Please return every line of the records below that holds the word "GENERAL".

Data for review Block Start

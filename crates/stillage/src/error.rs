//! CLI error types with miette diagnostics.
//!
//! Maps `CoreError` variants into user-facing errors with actionable
//! help text.

use miette::Diagnostic;
use thiserror::Error;

use stillage_core::CoreError;

/// Exit codes.
pub mod exit_code {
    pub const SUCCESS: i32 = 0;
    pub const GENERAL: i32 = 1;
    pub const USAGE: i32 = 2;
    pub const AUTH: i32 = 3;
    pub const NOT_FOUND: i32 = 4;
    pub const CONNECTION: i32 = 7;
}

#[derive(Debug, Error, Diagnostic)]
pub enum CliError {
    // ── Authentication ───────────────────────────────────────────────
    #[error("Not authorized")]
    #[diagnostic(
        code(stillage::unauthorized),
        help(
            "Your session token was rejected and has been discarded.\n\
             Run: stillage auth login"
        )
    )]
    Unauthorized,

    #[error("No session token found")]
    #[diagnostic(
        code(stillage::no_session),
        help("Run: stillage auth login (or set STILLAGE_TOKEN)")
    )]
    NoSession,

    // ── Resources ────────────────────────────────────────────────────
    #[error("{resource} '{identifier}' not found")]
    #[diagnostic(
        code(stillage::not_found),
        help("Run: stillage {list_command} to see what exists")
    )]
    NotFound {
        resource: String,
        identifier: String,
        list_command: String,
    },

    // ── API ──────────────────────────────────────────────────────────
    #[error("{message}")]
    #[diagnostic(code(stillage::api_error))]
    Api {
        message: String,
        status: Option<u16>,
    },

    // ── Validation ───────────────────────────────────────────────────
    #[error("{message}")]
    #[diagnostic(code(stillage::validation))]
    Validation { message: String },

    // ── Configuration ────────────────────────────────────────────────
    #[error("Profile '{name}' not found in configuration")]
    #[diagnostic(
        code(stillage::profile_not_found),
        help("Create one with: stillage config init")
    )]
    ProfileNotFound { name: String },

    #[error("Invalid value for {field}: {reason}")]
    #[diagnostic(code(stillage::config))]
    InvalidConfig { field: String, reason: String },

    #[error(transparent)]
    #[diagnostic(code(stillage::config_load))]
    Config(#[from] stillage_config::ConfigError),

    // ── IO / serialization ───────────────────────────────────────────
    #[error(transparent)]
    Io(#[from] std::io::Error),

    #[error("Invalid JSON payload: {0}")]
    #[diagnostic(code(stillage::json))]
    Json(#[from] serde_json::Error),
}

impl CliError {
    pub fn validation(message: impl Into<String>) -> Self {
        Self::Validation {
            message: message.into(),
        }
    }

    /// Map this error to an exit code for process termination.
    pub fn exit_code(&self) -> i32 {
        match self {
            Self::Unauthorized | Self::NoSession => exit_code::AUTH,
            Self::NotFound { .. } => exit_code::NOT_FOUND,
            Self::Validation { .. } | Self::InvalidConfig { .. } => exit_code::USAGE,
            Self::ProfileNotFound { .. } | Self::Config(_) => exit_code::USAGE,
            Self::Api { status: None, .. } => exit_code::CONNECTION,
            _ => exit_code::GENERAL,
        }
    }
}

impl From<CoreError> for CliError {
    fn from(err: CoreError) -> Self {
        match err {
            CoreError::Unauthorized => Self::Unauthorized,
            CoreError::Api { status, message } => Self::Api { message, status },
            CoreError::Validation { message } => Self::Validation { message },
            CoreError::NotFound {
                resource,
                identifier,
            } => Self::NotFound {
                resource: resource.into(),
                identifier,
                list_command: format!("{resource}s list"),
            },
        }
    }
}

Data for review Block End

▶ _Answer to this exercise_:
    pub const GENERAL: i32 = 1;
            _ => exit_code::GENERAL,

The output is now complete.